На улице потоп. Вода сбегает с холмов, переполняет канавы и рытвины, подмывает и подхватывает камешки, и те весело гремят и перекатываются на ходу.
Хлещет по крышам, стекает по желобам, струится по земле дождь.
На улице пусто. Извозчики торопливо слезают со своего места, накрывают чем-нибудь лошадей и укрываются в подворотнях.
Лошади остаются под дождем, с них течет ручьем, они опустили морды, стыдно им стоять брошенными. Вымокшие, продрогшие, они жмутся друг к другу.
Вот выбежала на улицу понюхать дождь собака. Лошади рады — они уже не одни. Сгрудившиеся в подворотне прохожие смеются и свистят:
— Глупая псина! Фью! Иди домой!
— Куда вылезла под дождь?
Пес трясется от холода, тычется во все стороны, шерсть его блестит, мокрый хвост висит веревкой. Но уйти под крышу не позволяет гордость.

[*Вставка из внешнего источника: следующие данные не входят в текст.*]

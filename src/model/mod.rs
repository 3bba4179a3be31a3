//! In-memory libsvm model.
//!
//! A [`Model`] is built in one step from [`ModelParts`]: either every
//! invariant holds and a complete model is returned, or nothing is. There is
//! no way to observe a half-populated model, and a model is immutable once
//! built.
//!
//! # Invariants
//!
//! For `k = class_count`:
//!
//! - `k >= 1`
//! - `rho.len() == k * (k - 1) / 2`, and `prob_a`/`prob_b` match it when present
//! - `labels`/`n_sv` have length `k` when present
//! - `coefficients` has `k - 1` rows, each as long as `support_vectors`

mod vector;

pub use vector::{FeatureNode, InvalidFeatureIndex, SparseFeatureVector, SENTINEL_INDEX};

use std::fmt;
use std::str::FromStr;

use crate::io::text::ParseError;

// =============================================================================
// Vocabularies
// =============================================================================

/// libsvm formulation, in file-format ordinal order.
#[derive(Debug, Clone, Copy, PartialEq, Eq, Hash)]
pub enum SvmType {
    /// C-support vector classification.
    CSvc,
    /// ν-support vector classification.
    NuSvc,
    /// One-class distribution estimation.
    OneClass,
    /// ε-support vector regression.
    EpsilonSvr,
    /// ν-support vector regression.
    NuSvr,
}

impl SvmType {
    /// All types, indexed by their ordinal.
    pub const ALL: [SvmType; 5] = [
        SvmType::CSvc,
        SvmType::NuSvc,
        SvmType::OneClass,
        SvmType::EpsilonSvr,
        SvmType::NuSvr,
    ];

    /// Token used in the text format.
    pub fn as_str(self) -> &'static str {
        match self {
            SvmType::CSvc => "c_svc",
            SvmType::NuSvc => "nu_svc",
            SvmType::OneClass => "one_class",
            SvmType::EpsilonSvr => "epsilon_svr",
            SvmType::NuSvr => "nu_svr",
        }
    }

    /// Ordinal (0-4) in the text-format vocabulary.
    pub fn ordinal(self) -> usize {
        self as usize
    }

    /// Returns true for the two regression formulations.
    pub fn is_regression(self) -> bool {
        matches!(self, SvmType::EpsilonSvr | SvmType::NuSvr)
    }
}

impl FromStr for SvmType {
    type Err = ParseError;

    fn from_str(s: &str) -> Result<Self, Self::Err> {
        SvmType::ALL
            .into_iter()
            .find(|t| t.as_str() == s)
            .ok_or_else(|| ParseError::UnknownModelType(s.to_string()))
    }
}

impl fmt::Display for SvmType {
    fn fmt(&self, f: &mut fmt::Formatter<'_>) -> fmt::Result {
        f.write_str(self.as_str())
    }
}

/// Kernel family, in file-format ordinal order.
#[derive(Debug, Clone, Copy, PartialEq, Eq, Hash)]
pub enum KernelType {
    Linear,
    Polynomial,
    Rbf,
    Sigmoid,
}

impl KernelType {
    /// All kernel types, indexed by their ordinal.
    pub const ALL: [KernelType; 4] = [
        KernelType::Linear,
        KernelType::Polynomial,
        KernelType::Rbf,
        KernelType::Sigmoid,
    ];

    /// Token used in the text format.
    pub fn as_str(self) -> &'static str {
        match self {
            KernelType::Linear => "linear",
            KernelType::Polynomial => "polynomial",
            KernelType::Rbf => "rbf",
            KernelType::Sigmoid => "sigmoid",
        }
    }

    /// Ordinal (0-3) in the text-format vocabulary.
    pub fn ordinal(self) -> usize {
        self as usize
    }
}

impl FromStr for KernelType {
    type Err = ParseError;

    fn from_str(s: &str) -> Result<Self, Self::Err> {
        KernelType::ALL
            .into_iter()
            .find(|t| t.as_str() == s)
            .ok_or_else(|| ParseError::UnknownKernelType(s.to_string()))
    }
}

impl fmt::Display for KernelType {
    fn fmt(&self, f: &mut fmt::Formatter<'_>) -> fmt::Result {
        f.write_str(self.as_str())
    }
}

// =============================================================================
// Kernel
// =============================================================================

/// Kernel together with the hyperparameters it actually uses.
///
/// `degree` is kept as `f64`: model files written by other tools sometimes
/// carry a fractional representation, and it is written back unchanged.
#[derive(Debug, Clone, Copy, PartialEq)]
pub enum Kernel {
    /// `u'v`
    Linear,
    /// `(gamma * u'v + coef0)^degree`
    Polynomial { degree: f64, gamma: f64, coef0: f64 },
    /// `exp(-gamma * |u - v|^2)`
    Rbf { gamma: f64 },
    /// `tanh(gamma * u'v + coef0)`
    Sigmoid { gamma: f64, coef0: f64 },
}

impl Kernel {
    /// Build a kernel from its type and the raw header values.
    ///
    /// Values the kernel does not use are dropped.
    pub fn from_params(kind: KernelType, degree: f64, gamma: f64, coef0: f64) -> Self {
        match kind {
            KernelType::Linear => Kernel::Linear,
            KernelType::Polynomial => Kernel::Polynomial {
                degree,
                gamma,
                coef0,
            },
            KernelType::Rbf => Kernel::Rbf { gamma },
            KernelType::Sigmoid => Kernel::Sigmoid { gamma, coef0 },
        }
    }

    pub fn kind(&self) -> KernelType {
        match self {
            Kernel::Linear => KernelType::Linear,
            Kernel::Polynomial { .. } => KernelType::Polynomial,
            Kernel::Rbf { .. } => KernelType::Rbf,
            Kernel::Sigmoid { .. } => KernelType::Sigmoid,
        }
    }

    pub fn degree(&self) -> Option<f64> {
        match *self {
            Kernel::Polynomial { degree, .. } => Some(degree),
            _ => None,
        }
    }

    pub fn gamma(&self) -> Option<f64> {
        match *self {
            Kernel::Linear => None,
            Kernel::Polynomial { gamma, .. }
            | Kernel::Rbf { gamma }
            | Kernel::Sigmoid { gamma, .. } => Some(gamma),
        }
    }

    pub fn coef0(&self) -> Option<f64> {
        match *self {
            Kernel::Polynomial { coef0, .. } | Kernel::Sigmoid { coef0, .. } => Some(coef0),
            _ => None,
        }
    }
}

// =============================================================================
// Model
// =============================================================================

/// Number of pairwise decision functions for `class_count` classes, or
/// `None` if it does not fit in a `usize`.
#[inline]
pub fn pairwise_count(class_count: usize) -> Option<usize> {
    class_count
        .checked_mul(class_count.saturating_sub(1))
        .map(|n| n / 2)
}

/// Validated class count and its pairwise count.
pub(crate) fn class_dimensions(class_count: usize) -> Result<(usize, usize), ParseError> {
    if class_count == 0 {
        return Err(ParseError::InvalidValue {
            field: "nr_class",
            message: "a model needs at least one class".to_string(),
        });
    }
    let pairs = pairwise_count(class_count).ok_or_else(|| ParseError::InvalidValue {
        field: "nr_class",
        message: format!("{class_count} classes is too many"),
    })?;
    Ok((class_count, pairs))
}

/// Unvalidated model contents, consumed by [`Model::from_parts`].
#[derive(Debug, Clone, PartialEq)]
pub struct ModelParts {
    pub svm_type: SvmType,
    pub kernel: Kernel,
    pub class_count: usize,
    pub rho: Vec<f64>,
    pub prob_a: Option<Vec<f64>>,
    pub prob_b: Option<Vec<f64>>,
    pub labels: Option<Vec<i32>>,
    pub n_sv: Option<Vec<u32>>,
    pub support_vectors: Vec<SparseFeatureVector>,
    /// `class_count - 1` rows, one column per support vector.
    pub coefficients: Vec<Vec<f64>>,
}

/// A trained libsvm model.
#[derive(Debug, Clone, PartialEq)]
pub struct Model {
    svm_type: SvmType,
    kernel: Kernel,
    class_count: usize,
    rho: Vec<f64>,
    prob_a: Option<Vec<f64>>,
    prob_b: Option<Vec<f64>>,
    labels: Option<Vec<i32>>,
    n_sv: Option<Vec<u32>>,
    support_vectors: Vec<SparseFeatureVector>,
    coefficients: Vec<Vec<f64>>,
}

impl Model {
    /// Validate `parts` and build a model.
    ///
    /// # Errors
    ///
    /// [`ParseError::InvalidValue`] if `class_count` is zero or too large,
    /// and [`ParseError::DimensionMismatch`] for any array whose length disagrees
    /// with `class_count` or the support vector count.
    pub fn from_parts(parts: ModelParts) -> Result<Self, ParseError> {
        let (k, pairs) = class_dimensions(parts.class_count)?;
        let total_sv = parts.support_vectors.len();

        check_len("rho", parts.rho.len(), pairs)?;
        if let Some(prob_a) = &parts.prob_a {
            check_len("probA", prob_a.len(), pairs)?;
        }
        if let Some(prob_b) = &parts.prob_b {
            check_len("probB", prob_b.len(), pairs)?;
        }
        if let Some(labels) = &parts.labels {
            check_len("label", labels.len(), k)?;
        }
        if let Some(n_sv) = &parts.n_sv {
            check_len("nr_sv", n_sv.len(), k)?;
        }
        check_len("sv_coef", parts.coefficients.len(), k - 1)?;
        for row in &parts.coefficients {
            check_len("sv_coef", row.len(), total_sv)?;
        }

        let ModelParts {
            svm_type,
            kernel,
            class_count,
            rho,
            prob_a,
            prob_b,
            labels,
            n_sv,
            support_vectors,
            coefficients,
        } = parts;

        Ok(Self {
            svm_type,
            kernel,
            class_count,
            rho,
            prob_a,
            prob_b,
            labels,
            n_sv,
            support_vectors,
            coefficients,
        })
    }

    /// Parse a model from its text representation.
    ///
    /// Shorthand for [`crate::io::parse_model`].
    pub fn from_text(text: &str) -> Result<Self, ParseError> {
        crate::io::parse_model(text)
    }

    /// Render the model in the text format.
    ///
    /// Shorthand for [`crate::io::serialize_model`].
    pub fn to_text(&self) -> String {
        crate::io::serialize_model(self)
    }

    /// Break the model back into its parts.
    pub fn into_parts(self) -> ModelParts {
        ModelParts {
            svm_type: self.svm_type,
            kernel: self.kernel,
            class_count: self.class_count,
            rho: self.rho,
            prob_a: self.prob_a,
            prob_b: self.prob_b,
            labels: self.labels,
            n_sv: self.n_sv,
            support_vectors: self.support_vectors,
            coefficients: self.coefficients,
        }
    }

    #[inline]
    pub fn svm_type(&self) -> SvmType {
        self.svm_type
    }

    #[inline]
    pub fn kernel(&self) -> &Kernel {
        &self.kernel
    }

    #[inline]
    pub fn kernel_type(&self) -> KernelType {
        self.kernel.kind()
    }

    /// Number of classes (2 for regression and one-class models).
    #[inline]
    pub fn class_count(&self) -> usize {
        self.class_count
    }

    /// Number of support vectors.
    #[inline]
    pub fn support_vector_count(&self) -> usize {
        self.support_vectors.len()
    }

    /// Decision-function offsets, one per class pair.
    #[inline]
    pub fn rho(&self) -> &[f64] {
        &self.rho
    }

    /// Pairwise probability parameter A, if the model was trained with it.
    #[inline]
    pub fn prob_a(&self) -> Option<&[f64]> {
        self.prob_a.as_deref()
    }

    /// Pairwise probability parameter B, if the model was trained with it.
    #[inline]
    pub fn prob_b(&self) -> Option<&[f64]> {
        self.prob_b.as_deref()
    }

    /// Class labels (classification only).
    #[inline]
    pub fn labels(&self) -> Option<&[i32]> {
        self.labels.as_deref()
    }

    /// Support vectors per class (classification only).
    #[inline]
    pub fn n_sv(&self) -> Option<&[u32]> {
        self.n_sv.as_deref()
    }

    #[inline]
    pub fn support_vectors(&self) -> &[SparseFeatureVector] {
        &self.support_vectors
    }

    /// Dual coefficients: `class_count - 1` rows × `support_vector_count` columns.
    #[inline]
    pub fn coefficients(&self) -> &[Vec<f64>] {
        &self.coefficients
    }

    /// Dual coefficients of one support vector across all rows.
    pub fn coefficients_of(&self, sv: usize) -> impl Iterator<Item = f64> + '_ {
        self.coefficients.iter().map(move |row| row[sv])
    }
}

impl FromStr for Model {
    type Err = ParseError;

    fn from_str(s: &str) -> Result<Self, Self::Err> {
        Model::from_text(s)
    }
}

fn check_len(field: &'static str, actual: usize, expected: usize) -> Result<(), ParseError> {
    if actual != expected {
        return Err(ParseError::DimensionMismatch {
            field,
            expected,
            actual,
        });
    }
    Ok(())
}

Мы ему завидуем. Так здорово прыгать под дождем!
Ждущим не хватает терпения.
— Каково? Настоящий потоп, а?
— Еще несколько таких дождей и незачем будет ходить на реку. Выйдешь на улицу — тут тебе и река!
— А что там Двина? Не знаете как поднялся уровень?
— Двина то? Разлилась как океан!
— Правда? А сплав уже начали?
— Ничего себе! Проснулись! Уж целый лес сплавили, а вы и не заметили?
— Златка, — толкаю я подружку, — Слышишь? По реке сплавляют лес, давай посмотрим! Абрашка уже там. Да вон все пошли!
Дождь наконец кончился. Но воздух еще влажный. В канавах бурлит вода, а по небу раскинулась на весь горизонт радуга.
Люди расходятся кто куда. А мы бегом к реке. Скорее на мост!
Тут стоит шум и грохот: на мосту галдят люди, под мостом бурлят волны. Река напирает и рвется из берегов, как рвущий цепи великан.
Она ревет, стонет, захлестывает то один, то другой берег, будто хочет затопить весь город. Серые, черные, зеленые волны набрасываются на опоры моста и, откатываясь, вырастают снова, мерясь с ними ростом. И вдруг накатывают на низкий берег, угрожая ближайшим домикам. Увлекаемый волнами, устремляется на берег и обратно песок.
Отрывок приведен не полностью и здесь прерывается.